- _Work item_:
Give an exact copy of the data that follows.

Saved entries:
//! Wire-level message codec for a peer-to-peer DHT transport.
//!
//! This crate owns exactly one thing: turning a populated [`message::Message`]
//! into a single authenticated, encrypted datagram and back. It does not open
//! sockets, does not route packets, and does not know anything about DHT
//! semantics above the frame boundary — see [`manager::PeerAddressManager`]
//! for the one contract it needs from the rest of the system.
//!
//! Wire format, invariants, and error semantics are documented on
//! [`codec::encode`], [`codec::decode_header`], and [`codec::decode_payload`].

pub mod buffer;
pub mod builder;
pub mod codec;
pub mod crypto;
pub mod error;
pub mod manager;
pub mod message;
pub mod peer_address;
pub mod peer_id;

pub use buffer::Buffer;
pub use codec::{decode_header, decode_payload, encode, peek_protocol_type, peek_protocol_type_byte, MessageHeader};
pub use error::CodecError;
pub use manager::PeerAddressManager;
pub use message::{Message, MessageOptions, MessageType, ProtocolType};
pub use peer_address::PeerAddress;
pub use peer_id::PeerId;
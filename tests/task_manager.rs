mod common;

use common::{remote, MockBackend};
use std::sync::Arc;
use std::time::Duration;
use todoterm::backend::{Backend, BackendError, TaskPayload};
use todoterm::controller::{Command, Completion, Controller};
use todoterm::ui::core::{Action, TaskManager};
use tokio::time::timeout;

async fn next_completion(rx: &mut tokio::sync::mpsc::UnboundedReceiver<Action>) -> Completion {
    match timeout(Duration::from_secs(5), rx.recv()).await {
        Ok(Some(Action::CommandCompleted(completion))) => completion,
        other => panic!("expected a completion, got {:?}", other),
    }
}

#[tokio::test]
async fn test_load_command_reports_tasks() {
    let backend = Arc::new(MockBackend::with_tasks(vec![
        remote(1, "a", false),
        remote(2, "b", true),
        remote(3, "c", false),
    ]));
    let (mut manager, mut rx) = TaskManager::new();

    manager.spawn_command(Command::Load { limit: 2 }, backend.clone());
    assert_eq!(manager.job_count(), 1);

    let completion = next_completion(&mut rx).await;
    match completion {
        Completion::Loaded(Ok(tasks)) => assert_eq!(tasks.len(), 2),
        other => panic!("unexpected completion: {:?}", other),
    }
    assert_eq!(backend.calls(), vec!["fetch 2".to_string()]);
}

#[tokio::test]
async fn test_save_command_sends_title_and_flag() {
    let backend = Arc::new(MockBackend::default());
    let (mut manager, mut rx) = TaskManager::new();

    manager.spawn_command(
        Command::SaveTitle {
            id: 4,
            title: "renamed".to_string(),
            completed: true,
        },
        backend.clone(),
    );

    let completion = next_completion(&mut rx).await;
    assert!(matches!(completion, Completion::TitleSaved { id: 4, result: Ok(()), .. }));
    assert_eq!(
        backend.payloads.lock().unwrap().clone(),
        vec![TaskPayload {
            user_id: 1,
            title: "renamed".to_string(),
            completed: true,
        }]
    );
}

#[tokio::test]
async fn test_failures_are_carried_in_completion() {
    let backend = Arc::new(MockBackend::failing(BackendError::Http(500)));
    let (mut manager, mut rx) = TaskManager::new();

    manager.spawn_command(Command::Delete { id: 9 }, backend);

    let completion = next_completion(&mut rx).await;
    assert!(!completion.is_success());
    assert_eq!(completion.error(), Some(&BackendError::Http(500)));
}

#[tokio::test]
async fn test_finished_jobs_are_cleaned_up() {
    let backend: Arc<dyn Backend> = Arc::new(MockBackend::default());
    let (mut manager, mut rx) = TaskManager::new();

    let first = manager.spawn_command(Command::Delete { id: 1 }, backend.clone());
    let second = manager.spawn_command(Command::Delete { id: 2 }, backend);
    assert_ne!(first, second);

    next_completion(&mut rx).await;
    next_completion(&mut rx).await;
    // Give the spawned tasks a moment to be marked finished
    tokio::time::sleep(Duration::from_millis(50)).await;

    let mut finished = manager.cleanup_finished_jobs();
    finished.sort();
    assert_eq!(finished, vec![first, second]);
    assert_eq!(manager.job_count(), 0);
}

#[tokio::test]
async fn test_controller_round_trip_through_manager() {
    let backend = Arc::new(MockBackend::with_tasks(vec![remote(7, "seeded", false)]));
    let (mut manager, mut rx) = TaskManager::new();
    let mut controller = Controller::default();

    manager.spawn_command(controller.load(), backend.clone());
    controller.apply(next_completion(&mut rx).await);
    assert_eq!(controller.next_task_id(), 8);

    let command = controller.toggle_complete(7).unwrap();
    manager.spawn_command(command, backend.clone());
    controller.apply(next_completion(&mut rx).await);
    assert!(controller.task(7).unwrap().completed);

    let command = controller.create("fresh").unwrap();
    manager.spawn_command(command, backend);
    controller.apply(next_completion(&mut rx).await);
    assert_eq!(controller.tasks()[0].id, 8);
    assert_eq!(controller.tasks()[0].title, "fresh");
}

- _Solution_:
//! Wire-level message codec for a peer-to-peer DHT transport.
//!
//! This crate owns exactly one thing: turning a populated [`message::Message`]
//! into a single authenticated, encrypted datagram and back. It does not open
//! sockets, does not route packets, and does not know anything about DHT
//! semantics above the frame boundary — see [`manager::PeerAddressManager`]
//! for the one contract it needs from the rest of the system.
//!
//! Wire format, invariants, and error semantics are documented on
//! [`codec::encode`], [`codec::decode_header`], and [`codec::decode_payload`].

pub mod buffer;
pub mod builder;
pub mod codec;
pub mod crypto;
pub mod error;
pub mod manager;
pub mod message;
pub mod peer_address;
pub mod peer_id;

pub use buffer::Buffer;
pub use codec::{decode_header, decode_payload, encode, peek_protocol_type, peek_protocol_type_byte, MessageHeader};
pub use error::CodecError;
pub use manager::PeerAddressManager;
pub use message::{Message, MessageOptions, MessageType, ProtocolType};
pub use peer_address::PeerAddress;
pub use peer_id::PeerId;
filename tests/task_manager.rs
mod common;

use common::{remote, MockBackend};
use std::sync::Arc;
use std::time::Duration;
use todoterm::backend::{Backend, BackendError, TaskPayload};
use todoterm::controller::{Command, Completion, Controller};
use todoterm::ui::core::{Action, TaskManager};
use tokio::time::timeout;

async fn next_completion(rx: &mut tokio::sync::mpsc::UnboundedReceiver<Action>) -> Completion {
    match timeout(Duration::from_secs(5), rx.recv()).await {
        Ok(Some(Action::CommandCompleted(completion))) => completion,
        other => panic!("expected a completion, got {:?}", other),
    }
}

#[tokio::test]
async fn test_load_command_reports_tasks() {
    let backend = Arc::new(MockBackend::with_tasks(vec![
        remote(1, "a", false),
        remote(2, "b", true),
        remote(3, "c", false),
    ]));
    let (mut manager, mut rx) = TaskManager::new();

    manager.spawn_command(Command::Load { limit: 2 }, backend.clone());
    assert_eq!(manager.job_count(), 1);

    let completion = next_completion(&mut rx).await;
    match completion {
        Completion::Loaded(Ok(tasks)) => assert_eq!(tasks.len(), 2),
        other => panic!("unexpected completion: {:?}", other),
    }
    assert_eq!(backend.calls(), vec!["fetch 2".to_string()]);
}

#[tokio::test]
async fn test_save_command_sends_title_and_flag() {
    let backend = Arc::new(MockBackend::default());
    let (mut manager, mut rx) = TaskManager::new();

    manager.spawn_command(
        Command::SaveTitle {
            id: 4,
            title: "renamed".to_string(),
            completed: true,
        },
        backend.clone(),
    );

    let completion = next_completion(&mut rx).await;
    assert!(matches!(completion, Completion::TitleSaved { id: 4, result: Ok(()), .. }));
    assert_eq!(
        backend.payloads.lock().unwrap().clone(),
        vec![TaskPayload {
            user_id: 1,
            title: "renamed".to_string(),
            completed: true,
        }]
    );
}

#[tokio::test]
async fn test_failures_are_carried_in_completion() {
    let backend = Arc::new(MockBackend::failing(BackendError::Http(500)));
    let (mut manager, mut rx) = TaskManager::new();

    manager.spawn_command(Command::Delete { id: 9 }, backend);

    let completion = next_completion(&mut rx).await;
    assert!(!completion.is_success());
    assert_eq!(completion.error(), Some(&BackendError::Http(500)));
}

#[tokio::test]
async fn test_finished_jobs_are_cleaned_up() {
    let backend: Arc<dyn Backend> = Arc::new(MockBackend::default());
    let (mut manager, mut rx) = TaskManager::new();

    let first = manager.spawn_command(Command::Delete { id: 1 }, backend.clone());
    let second = manager.spawn_command(Command::Delete { id: 2 }, backend);
    assert_ne!(first, second);

    next_completion(&mut rx).await;
    next_completion(&mut rx).await;
    // Give the spawned tasks a moment to be marked finished
    tokio::time::sleep(Duration::from_millis(50)).await;

    let mut finished = manager.cleanup_finished_jobs();
    finished.sort();
    assert_eq!(finished, vec![first, second]);
    assert_eq!(manager.job_count(), 0);
}

#[tokio::test]
async fn test_controller_round_trip_through_manager() {
    let backend = Arc::new(MockBackend::with_tasks(vec![remote(7, "seeded", false)]));
    let (mut manager, mut rx) = TaskManager::new();
    let mut controller = Controller::default();

    manager.spawn_command(controller.load(), backend.clone());
    controller.apply(next_completion(&mut rx).await);
    assert_eq!(controller.next_task_id(), 8);

    let command = controller.toggle_complete(7).unwrap();
    manager.spawn_command(command, backend.clone());
    controller.apply(next_completion(&mut rx).await);
    assert!(controller.task(7).unwrap().completed);

    let command = controller.create("fresh").unwrap();
    manager.spawn_command(command, backend);
    controller.apply(next_completion(&mut rx).await);
    assert_eq!(controller.tasks()[0].id, 8);
    assert_eq!(controller.tasks()[0].title, "fresh");
}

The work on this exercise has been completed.